5.198         The committee recommends that state and territory governments expand eligibility for Patient Assisted Travel Schemes to include support for people accessing audiological services.

Recommendation 7

5.199         The committee recommends that the Australian Government provide funding to expand services for hearing impaired children in rural and remote areas through e-technology based programs such as that developed by the Royal Institute for Deaf and Blind Children.

Recommendation 8

5.200         The committee recommends that the Council of Australian Governments extends its commitment for universal newborn hearing screening to include a hearing screening of all children on commencement of their first year of compulsory schooling.

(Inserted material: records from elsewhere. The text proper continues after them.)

/* This file is part of DarkFi (https://dark.fi)
 *
 * Copyright (C) 2020-2025 Dyne.org foundation
 *
 * This program is free software: you can redistribute it and/or modify
 * it under the terms of the GNU Affero General Public License as
 * published by the Free Software Foundation, either version 3 of the
 * License, or (at your option) any later version.
 *
 * This program is distributed in the hope that it will be useful,
 * but WITHOUT ANY WARRANTY; without even the implied warranty of
 * MERCHANTABILITY or FITNESS FOR A PARTICULAR PURPOSE.  See the
 * GNU Affero General Public License for more details.
 *
 * You should have received a copy of the GNU Affero General Public License
 * along with this program.  If not, see <https://www.gnu.org/licenses/>.
 */

#[cfg(unix)]
use std::os::unix::prelude::OpenOptionsExt;
use std::{
    fmt,
    fs::{read_to_string, OpenOptions},
    io::Write,
    path::Path,
    str::FromStr,
};

use ed25519_compact::{KeyPair, PublicKey, Seed, Signature};
use rand::{CryptoRng, RngCore};
use tracing::debug;

use crate::{Error, Result};

/// Length of the public key digest an address is derived from
const ADDRESS_DIGEST_LEN: usize = 20;

/// A signing keypair together with the account address derived from
/// its public half. Immutable once loaded.
#[derive(Clone)]
pub struct Identity {
    seed: [u8; 32],
    keypair: KeyPair,
    address: String,
}

impl Identity {
    /// Derive an identity from a 32-byte secret seed.
    pub fn from_seed(seed: [u8; 32]) -> Self {
        let keypair = KeyPair::from_seed(Seed::new(seed));
        let address = derive_address(&keypair.pk);
        Self { seed, keypair, address }
    }

    /// Generate a fresh random identity.
    pub fn generate(mut rng: impl RngCore + CryptoRng) -> Self {
        let mut seed = [0u8; 32];
        rng.fill_bytes(&mut seed);
        Self::from_seed(seed)
    }

    /// Load an identity from a key file holding the base58-encoded seed.
    pub fn load(path: &Path) -> Result<Self> {
        debug!(target: "wasmdeploy::identity", "Reading key from {}", path.display());
        let contents = read_to_string(path)?;
        Self::from_str(&contents)
    }

    /// Write the base58-encoded seed into a new key file. Fails if the
    /// file already exists.
    pub fn save(&self, path: &Path) -> Result<()> {
        let mut options = OpenOptions::new();
        options.write(true).create_new(true);
        // Owner-only, the file holds the signing seed
        #[cfg(unix)]
        options.mode(0o600);

        let mut file = options.open(path)?;
        file.write_all(self.to_bs58().as_bytes())?;
        Ok(())
    }

    /// Base58 encoding of the secret seed
    pub fn to_bs58(&self) -> String {
        bs58::encode(self.seed).into_string()
    }

    /// Account address of this identity
    pub fn address(&self) -> &str {
        &self.address
    }

    pub fn public_key(&self) -> PublicKey {
        self.keypair.pk
    }

    /// Hex encoding of the public key, as carried in transaction envelopes
    pub fn public_key_hex(&self) -> String {
        hex::encode(*self.keypair.pk)
    }

    /// Sign a message. The signature is checked against our own public
    /// key before it is handed out.
    pub fn sign(&self, message: &[u8]) -> Result<Signature> {
        let signature = self.keypair.sk.sign(message, None);
        if let Err(e) = self.keypair.pk.verify(message, &signature) {
            return Err(Error::SigningFailed(e.to_string()))
        }
        Ok(signature)
    }
}

impl FromStr for Identity {
    type Err = Error;

    fn from_str(s: &str) -> Result<Self> {
        let bytes = bs58::decode(s.trim()).into_vec()?;
        let Ok(seed) = <[u8; 32]>::try_from(bytes.as_slice()) else {
            return Err(Error::InvalidSecretKey)
        };
        Ok(Self::from_seed(seed))
    }
}

impl fmt::Debug for Identity {
    fn fmt(&self, f: &mut fmt::Formatter<'_>) -> fmt::Result {
        f.debug_struct("Identity").field("address", &self.address).finish_non_exhaustive()
    }
}

/// Derive an account address from a public key: the base58 encoding of
/// the first 20 bytes of its BLAKE3 digest.
pub fn derive_address(pk: &PublicKey) -> String {
    let digest = blake3::hash(&pk[..]);
    bs58::encode(&digest.as_bytes()[..ADDRESS_DIGEST_LEN]).into_string()
}

/// Check a hex-encoded signature over `message` against a hex-encoded
/// public key.
pub fn verify_signature(public_key_hex: &str, message: &[u8], signature_hex: &str) -> Result<()> {
    let pk = PublicKey::from_slice(&hex::decode(public_key_hex)?)?;
    let signature = Signature::from_slice(&hex::decode(signature_hex)?)?;
    if pk.verify(message, &signature).is_err() {
        return Err(Error::InvalidSignature)
    }
    Ok(())
}

#[cfg(test)]
mod tests {
    use rand::rngs::OsRng;
    use tempdir::TempDir;

    use super::*;

    #[test]
    fn address_is_deterministic() {
        let a = Identity::from_seed([7u8; 32]);
        let b = Identity::from_seed([7u8; 32]);
        let c = Identity::from_seed([8u8; 32]);
        assert_eq!(a.address(), b.address());
        assert_ne!(a.address(), c.address());
        assert_eq!(bs58::decode(a.address()).into_vec().unwrap().len(), ADDRESS_DIGEST_LEN);
    }

    #[test]
    fn sign_and_verify() {
        let id = Identity::generate(OsRng);
        let sig = id.sign(b"store vault").unwrap();
        let sig_hex = hex::encode(*sig);
        assert!(verify_signature(&id.public_key_hex(), b"store vault", &sig_hex).is_ok());
        assert!(matches!(
            verify_signature(&id.public_key_hex(), b"store other", &sig_hex),
            Err(Error::InvalidSignature)
        ));
    }

    #[test]
    fn key_file_roundtrip() {
        let dir = TempDir::new("wasmdeploy-identity").unwrap();
        let path = dir.path().join("deploy.key");

        let id = Identity::generate(OsRng);
        id.save(&path).unwrap();
        // Refuse to clobber an existing key
        assert!(id.save(&path).is_err());

        let loaded = Identity::load(&path).unwrap();
        assert_eq!(loaded.address(), id.address());
        assert_eq!(loaded.public_key_hex(), id.public_key_hex());
    }

    #[cfg(unix)]
    #[test]
    fn key_file_is_owner_only() {
        use std::os::unix::fs::PermissionsExt;

        let dir = TempDir::new("wasmdeploy-identity").unwrap();
        let path = dir.path().join("deploy.key");
        Identity::generate(OsRng).save(&path).unwrap();

        let mode = std::fs::metadata(&path).unwrap().permissions().mode();
        assert_eq!(mode & 0o777, 0o600);
    }

    #[test]
    fn reject_short_seed() {
        let short = bs58::encode([1u8; 16]).into_string();
        assert!(matches!(Identity::from_str(&short), Err(Error::InvalidSecretKey)));
    }
}
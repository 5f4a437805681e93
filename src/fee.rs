/* This file is part of DarkFi (https://dark.fi)
 *
 * Copyright (C) 2020-2025 Dyne.org foundation
 *
 * This program is free software: you can redistribute it and/or modify
 * it under the terms of the GNU Affero General Public License as
 * published by the Free Software Foundation, either version 3 of the
 * License, or (at your option) any later version.
 *
 * This program is distributed in the hope that it will be useful,
 * but WITHOUT ANY WARRANTY; without even the implied warranty of
 * MERCHANTABILITY or FITNESS FOR A PARTICULAR PURPOSE.  See the
 * GNU Affero General Public License for more details.
 *
 * You should have received a copy of the GNU Affero General Public License
 * along with this program.  If not, see <https://www.gnu.org/licenses/>.
 */

use std::{collections::HashMap, fmt, str::FromStr};

use serde::Deserialize;
use tinyjson::JsonValue;

use crate::{Error, Result};

/// Default gas limit applied when none is configured
pub const DEFAULT_GAS_LIMIT: u64 = 4_000_000;
/// Default flat fee applied when none is configured
pub const DEFAULT_FEE: &str = "1000000uusd";

/// An amount of a single denomination, written as `<amount><denom>`,
/// e.g. `1200000uusd`.
#[derive(Clone, Debug, PartialEq, Eq, Hash, Deserialize)]
#[serde(try_from = "String")]
pub struct Coin {
    pub amount: u128,
    pub denom: String,
}

impl Coin {
    pub fn new(amount: u128, denom: &str) -> Self {
        Self { amount, denom: denom.to_string() }
    }

    /// Parse a comma separated coin list, e.g. `10uluna,500uusd`.
    /// An empty string yields an empty list.
    pub fn parse_list(s: &str) -> Result<Vec<Self>> {
        s.split(',').map(str::trim).filter(|c| !c.is_empty()).map(Self::from_str).collect()
    }

    pub fn to_json(&self) -> JsonValue {
        JsonValue::Object(HashMap::from([
            ("amount".to_string(), JsonValue::String(self.amount.to_string())),
            ("denom".to_string(), JsonValue::String(self.denom.clone())),
        ]))
    }
}

impl FromStr for Coin {
    type Err = Error;

    fn from_str(s: &str) -> Result<Self> {
        let s = s.trim();
        let split = s.find(|c: char| !c.is_ascii_digit()).unwrap_or(s.len());
        let (amount, denom) = s.split_at(split);

        if amount.is_empty() {
            return Err(Error::InvalidCoin(format!("{s}: missing amount")))
        }

        if denom.is_empty() || !denom.chars().all(|c| c.is_ascii_alphanumeric() || c == '/') {
            return Err(Error::InvalidCoin(format!("{s}: invalid denomination")))
        }

        let Ok(amount) = amount.parse::<u128>() else {
            return Err(Error::InvalidCoin(format!("{s}: amount out of range")))
        };

        Ok(Self { amount, denom: denom.to_string() })
    }
}

impl TryFrom<String> for Coin {
    type Error = Error;

    fn try_from(s: String) -> Result<Self> {
        Self::from_str(&s)
    }
}

impl fmt::Display for Coin {
    fn fmt(&self, f: &mut fmt::Formatter<'_>) -> fmt::Result {
        write!(f, "{}{}", self.amount, self.denom)
    }
}

/// Render a coin list as JSON
pub fn coins_to_json(coins: &[Coin]) -> JsonValue {
    JsonValue::Array(coins.iter().map(Coin::to_json).collect())
}

/// Gas limit plus a flat fee. Sessions carry a default policy which
/// individual calls may override.
#[derive(Clone, Debug, PartialEq, Eq)]
pub struct FeePolicy {
    pub gas_limit: u64,
    pub amount: Coin,
}

impl FeePolicy {
    pub fn new(gas_limit: u64, amount: Coin) -> Self {
        Self { gas_limit, amount }
    }

    /// Build a policy from a gas limit and a textual fee like `1200000uusd`.
    pub fn parse(gas_limit: u64, fee: &str) -> Result<Self> {
        Ok(Self { gas_limit, amount: Coin::from_str(fee)? })
    }

    pub fn to_json(&self) -> JsonValue {
        JsonValue::Object(HashMap::from([
            ("gas_limit".to_string(), JsonValue::String(self.gas_limit.to_string())),
            ("amount".to_string(), JsonValue::Array(vec![self.amount.to_json()])),
        ]))
    }
}

impl Default for FeePolicy {
    fn default() -> Self {
        Self { gas_limit: DEFAULT_GAS_LIMIT, amount: Coin::new(1_000_000, "uusd") }
    }
}

impl fmt::Display for FeePolicy {
    fn fmt(&self, f: &mut fmt::Formatter<'_>) -> fmt::Result {
        write!(f, "{} (gas limit {})", self.amount, self.gas_limit)
    }
}

#[cfg(test)]
mod tests {
    use super::*;

    #[test]
    fn parse_coin() {
        let c = Coin::from_str("1200000uusd").unwrap();
        assert_eq!(c, Coin::new(1_200_000, "uusd"));
        assert_eq!(c.to_string(), "1200000uusd");

        assert!(Coin::from_str("uusd").is_err());
        assert!(Coin::from_str("100").is_err());
        assert!(Coin::from_str("10 uusd").is_err());
        assert!(Coin::from_str("").is_err());
    }

    #[test]
    fn parse_coin_list() {
        let coins = Coin::parse_list("10uluna, 500uusd").unwrap();
        assert_eq!(coins, vec![Coin::new(10, "uluna"), Coin::new(500, "uusd")]);
        assert!(Coin::parse_list("").unwrap().is_empty());
        assert!(Coin::parse_list("10uluna,bad").is_err());
    }

    #[test]
    fn default_fee_matches_literal() {
        let fee = FeePolicy::default();
        assert_eq!(fee, FeePolicy::parse(DEFAULT_GAS_LIMIT, DEFAULT_FEE).unwrap());
        assert_eq!(fee.to_string(), "1000000uusd (gas limit 4000000)");
    }

    #[test]
    fn fee_json_shape() {
        let fee = FeePolicy::parse(6_900_000, "1200000uusd").unwrap();
        let JsonValue::Object(map) = fee.to_json() else { panic!("fee is not an object") };
        assert_eq!(map["gas_limit"], JsonValue::String("6900000".to_string()));
        assert!(map["amount"].is_array());
    }
}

Given the crisis in ear health among Indigenous Australians, the committee believes urgent priority should be given to hearing screenings and follow up for all Indigenous children from remote communities on commencement of school.

Recommendation 9

5.201         The committee recommends that the Audiological Society of Australia develop and make available to its members resources and professional development that promotes better understanding about the impact a diagnosis of hearing loss can have on people, and which provides resources and techniques for counselling and supporting people at the time of diagnosis.

Recommendation 10

5.202         The committee recommends that education providers develop professional standards for interpreters working in educational environments. These standards should be based on existing standards, such as the National Accreditation Authority for Translators and Interpreters paraprofessional level accreditation, or the National Auslan Interpreter Booking and Payment Service / Australian Sign Language Interpreter's Association Deaf Relay Certification.

Recommendation 11

5.203         The committee recommends that the Office of Hearing Services engage with representatives of the hearing aid manufacturing and distribution industry,  private providers of hearing health services, and hearing health consumers to investigate:

(a)        the relationship between the voucher program, top-ups and the financial viability of private health services; and

(b)        whether extending the capacity to audiologists to bulk bill Medicare directly for clinical services would have any impact on the financial viability of private health services (i.e. would it ameliorate the need to push 'top-ups' to stay viable?); and

(c)         that the findings of these investigations be made publicly available for the consideration of all hearing health stakeholders.

Recommendation 12

5.204          The committee recommends that the Office of Hearing Services review its policy with regard to the replacement of damaged, lost or obsolete cochlear implant speech processors for eligible clients over 21 years of age, and if possible align it with the replacement policy for eligible clients less than 21 years of age.

Recommendation 13

5.205         The committee recommends that the public counters in all government service shopfronts be accessible to people with a hearing impairment through the provision of hearing loop technology. The committee recommends that the Office of Hearing Services coordinate a project which sets targets toward that end for all government agencies, at all levels of government, and that these be publicly reported upon.